La liberté meurt à petit feu – le plus souvent à cause de la normativité du (soi-disant) factuel. « Nous avons besoin de meilleurs outils pour renforcer la sécurité publique », est l’un des arguments les plus courants pour pouvoir collecter encore plus de données ou étendre les pouvoirs des services de sécurité. Du point de vue du FDP Sarre, la nouvelle loi sur la protection de la constitution de la Sarre s’inscrit exactement dans ce schéma. C’est l’une des raisons pour lesquelles Angelika Hießerich-Peter, présidente du FDP Sarre, rejoint l’association des journalistes de Sarre dans sa critique de cette loi.

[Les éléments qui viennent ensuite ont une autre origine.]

//! Security alerting for positive threat detections.
//!
//! When a scan finds threats, the orchestrator formats a structured
//! [`ThreatAlert`] and dispatches it through the configured
//! [`Notifier`]. Dispatch is best-effort: a failure is logged but the
//! file's rejection stands regardless. Scan failures are audited but
//! do not page security; only positive detections do.

use crate::core::{NotifyError, NotifyResult, ScanRecord};

use async_trait::async_trait;
use serde::{Deserialize, Serialize};
use std::collections::BTreeMap;
use std::fmt::Debug;
use std::sync::atomic::{AtomicBool, Ordering};
use std::sync::RwLock;

/// A structured security alert for one threat detection.
#[derive(Debug, Clone, PartialEq, Serialize, Deserialize)]
pub struct ThreatAlert {
    /// Short subject line for the alert channel.
    pub subject: String,

    /// Human-readable body.
    pub message: String,

    /// Ordered key/value detail table for the alert body.
    pub details: BTreeMap<String, String>,
}

impl ThreatAlert {
    /// Builds an alert from a non-clean scan record.
    pub fn from_record(record: &ScanRecord) -> Self {
        let subject = format!("Threat detected in uploaded file '{}'", record.file_name);
        let message = format!(
            "The file '{}' uploaded by {} was blocked: {}. The file was not stored.",
            record.file_name,
            record.scanned_by,
            record.threats.join(", "),
        );

        let mut details = BTreeMap::new();
        details.insert("file_name".to_string(), record.file_name.clone());
        details.insert("file_size".to_string(), record.file_size.to_string());
        details.insert("declared_type".to_string(), record.mime_type.clone());
        details.insert("threats".to_string(), record.threats.join(", "));
        details.insert("uploaded_by".to_string(), record.scanned_by.clone());
        details.insert("scan_id".to_string(), record.scan_id.to_string());

        Self {
            subject,
            message,
            details,
        }
    }
}

/// An out-of-band alert channel (email, webhook, ...), owned by an
/// external collaborator.
#[async_trait]
pub trait Notifier: Send + Sync + Debug {
    /// Returns the channel name, for operator logs.
    fn channel(&self) -> &str;

    /// Dispatches one alert.
    async fn notify(&self, alert: &ThreatAlert) -> NotifyResult<()>;
}

/// A notifier that writes alerts to the tracing log.
///
/// The default channel when no external collaborator is configured.
#[derive(Debug, Default)]
pub struct LoggingNotifier;

impl LoggingNotifier {
    /// Creates a logging notifier.
    pub fn new() -> Self {
        Self
    }
}

#[async_trait]
impl Notifier for LoggingNotifier {
    fn channel(&self) -> &str {
        "log"
    }

    async fn notify(&self, alert: &ThreatAlert) -> NotifyResult<()> {
        tracing::warn!(
            target: "attachguard::alerts",
            subject = %alert.subject,
            message = %alert.message,
            details = ?alert.details,
            "Security alert"
        );
        Ok(())
    }
}

/// An in-memory notifier for tests.
///
/// Captures every dispatched alert and can be made to fail, to
/// exercise the pipeline's best-effort dispatch handling.
#[derive(Debug, Default)]
pub struct MemoryNotifier {
    alerts: RwLock<Vec<ThreatAlert>>,
    fail: AtomicBool,
}

impl MemoryNotifier {
    /// Creates an empty notifier.
    pub fn new() -> Self {
        Self::default()
    }

    /// Makes every subsequent dispatch fail.
    pub fn set_fail(&self, fail: bool) {
        self.fail.store(fail, Ordering::SeqCst);
    }

    /// Returns the number of dispatched alerts.
    pub fn dispatch_count(&self) -> usize {
        self.alerts.read().unwrap().len()
    }

    /// Returns all captured alerts in dispatch order.
    pub fn alerts(&self) -> Vec<ThreatAlert> {
        self.alerts.read().unwrap().clone()
    }
}

#[async_trait]
impl Notifier for MemoryNotifier {
    fn channel(&self) -> &str {
        "memory"
    }

    async fn notify(&self, alert: &ThreatAlert) -> NotifyResult<()> {
        if self.fail.load(Ordering::SeqCst) {
            return Err(NotifyError::DispatchFailed {
                channel: self.channel().to_string(),
                reason: "injected dispatch failure".to_string(),
            });
        }
        self.alerts.write().unwrap().push(alert.clone());
        Ok(())
    }
}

Le FDP Saar critique le fait que la protection constitutionnelle puisse à l'avenir agir plus facilement contre les journalistes qu'auparavant. Jusqu'à présent, les journalistes étaient protégés contre l'utilisation d'outils techniques pour des raisons de protection des sources, tant qu'ils n'étaient pas personnellement visés par une enquête. Cela change avec la nouvelle loi. Jusqu'à présent, les journalistes étaient assimilés aux avocats ou aux députés du parlement régional. Avec les nouvelles règles, la protection des sources des journalistes est fortement relativisée. Le FDP Saar partage l'avis de l'Association des journalistes sarrois : la liberté de la presse est une condition fondamentale de la démocratie !
Il est regrettable que cette constatation fondamentale n'ait pas été prise en compte lors de l'adoption de la loi sur la protection de la Constitution.